** Opening DATA SHOWN block **

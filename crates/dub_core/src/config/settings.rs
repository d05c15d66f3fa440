//! Settings struct with TOML-based sections.
//!
//! Each section maps to one TOML table and can be rewritten on its own.

use std::path::PathBuf;

use serde::{Deserialize, Serialize};

use crate::assembly::{AssemblyConfig, FfmpegBackend};
use crate::denoise::DenoiseConfig;
use crate::logging::LogLevel;
use crate::models::AssemblyMode;

/// Root settings structure containing all configuration sections.
#[derive(Debug, Clone, Default, PartialEq, Serialize, Deserialize)]
pub struct Settings {
    #[serde(default)]
    pub paths: PathSettings,

    #[serde(default)]
    pub logging: LoggingSettings,

    #[serde(default)]
    pub assembly: AssemblySettings,

    #[serde(default)]
    pub denoise: DenoiseSettings,
}

impl Settings {
    /// Assembler configuration from the `[assembly]` section.
    pub fn to_assembly_config(&self) -> AssemblyConfig {
        AssemblyConfig {
            mode: self.assembly.mode,
            gap_ms: self.assembly.gap_ms,
            export_format: self.assembly.export_format.clone(),
        }
    }

    /// FFmpeg decode/export backend matching `[assembly]` and `[denoise]`.
    pub fn to_ffmpeg_backend(&self) -> FfmpegBackend {
        FfmpegBackend::new(
            self.denoise.ffmpeg_path.clone(),
            self.assembly.sample_rate,
            self.assembly.channels,
        )
    }

    /// Cleanup configuration, falling back to `RNNOISE_MODEL_PATH` for the model.
    pub fn to_denoise_config(&self) -> DenoiseConfig {
        self.to_denoise_config_with(|key| std::env::var(key).ok())
    }

    /// Like [`Self::to_denoise_config`] with an explicit variable lookup.
    pub fn to_denoise_config_with(&self, lookup: impl Fn(&str) -> Option<String>) -> DenoiseConfig {
        let model_path = self
            .denoise
            .model_path
            .as_deref()
            .filter(|p| !p.trim().is_empty())
            .map(PathBuf::from);

        DenoiseConfig {
            model_path,
            ffmpeg_path: self.denoise.ffmpeg_path.clone(),
            ffprobe_path: self.denoise.ffprobe_path.clone(),
            workers: self.denoise.workers.max(1),
        }
        .with_env_fallback(lookup)
    }
}

/// Output and log directories.
#[derive(Debug, Clone, PartialEq, Serialize, Deserialize)]
pub struct PathSettings {
    /// Per-language clip and track output root.
    #[serde(default = "default_outputs_folder")]
    pub outputs_folder: String,

    /// Folder for log files.
    #[serde(default = "default_logs_folder")]
    pub logs_folder: String,
}

fn default_outputs_folder() -> String {
    "outputs".to_string()
}

fn default_logs_folder() -> String {
    ".logs".to_string()
}

impl Default for PathSettings {
    fn default() -> Self {
        Self {
            outputs_folder: default_outputs_folder(),
            logs_folder: default_logs_folder(),
        }
    }
}

/// Logging configuration.
#[derive(Debug, Clone, Default, PartialEq, Serialize, Deserialize)]
pub struct LoggingSettings {
    #[serde(default)]
    pub level: LogLevel,

    /// Also write a daily log file under `paths.logs_folder`.
    #[serde(default)]
    pub log_to_file: bool,
}

/// Track assembly settings.
#[derive(Debug, Clone, PartialEq, Serialize, Deserialize)]
pub struct AssemblySettings {
    #[serde(default)]
    pub mode: AssemblyMode,

    /// Silence between clips in sequential mode.
    #[serde(default = "default_gap_ms")]
    pub gap_ms: u64,

    #[serde(default = "default_export_format")]
    pub export_format: String,

    /// Rate clips are decoded at before mixing.
    #[serde(default = "default_sample_rate")]
    pub sample_rate: u32,

    #[serde(default = "default_channels")]
    pub channels: u16,
}

fn default_gap_ms() -> u64 {
    1000
}

fn default_export_format() -> String {
    "mp3".to_string()
}

fn default_sample_rate() -> u32 {
    44100
}

fn default_channels() -> u16 {
    1
}

impl Default for AssemblySettings {
    fn default() -> Self {
        Self {
            mode: AssemblyMode::default(),
            gap_ms: default_gap_ms(),
            export_format: default_export_format(),
            sample_rate: default_sample_rate(),
            channels: default_channels(),
        }
    }
}

/// Clip cleanup settings.
#[derive(Debug, Clone, PartialEq, Serialize, Deserialize)]
pub struct DenoiseSettings {
    /// RNNoise model file. Unset means `RNNOISE_MODEL_PATH`, then no suppression.
    #[serde(default, skip_serializing_if = "Option::is_none")]
    pub model_path: Option<String>,

    #[serde(default = "default_ffmpeg_path")]
    pub ffmpeg_path: String,

    #[serde(default = "default_ffprobe_path")]
    pub ffprobe_path: String,

    /// Files cleaned concurrently in batch mode.
    #[serde(default = "default_workers")]
    pub workers: usize,
}

fn default_ffmpeg_path() -> String {
    "ffmpeg".to_string()
}

fn default_ffprobe_path() -> String {
    "ffprobe".to_string()
}

fn default_workers() -> usize {
    1
}

impl Default for DenoiseSettings {
    fn default() -> Self {
        Self {
            model_path: None,
            ffmpeg_path: default_ffmpeg_path(),
            ffprobe_path: default_ffprobe_path(),
            workers: default_workers(),
        }
    }
}

/// Config sections for targeted updates.
#[derive(Debug, Clone, Copy, PartialEq, Eq)]
pub enum ConfigSection {
    Paths,
    Logging,
    Assembly,
    Denoise,
}

impl ConfigSection {
    /// TOML table name.
    pub fn table_name(&self) -> &'static str {
        match self {
            ConfigSection::Paths => "paths",
            ConfigSection::Logging => "logging",
            ConfigSection::Assembly => "assembly",
            ConfigSection::Denoise => "denoise",
        }
    }

    pub fn all() -> [ConfigSection; 4] {
        [
            ConfigSection::Paths,
            ConfigSection::Logging,
            ConfigSection::Assembly,
            ConfigSection::Denoise,
        ]
    }
}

** Closing DATA SHOWN block **

▸ **PROBLEM REQUIREMENTS**:
The answer consists of every line above in which the word "usize" occurs.

▸ **EXERCISE OUTPUT**:
    pub workers: usize,
fn default_workers() -> usize {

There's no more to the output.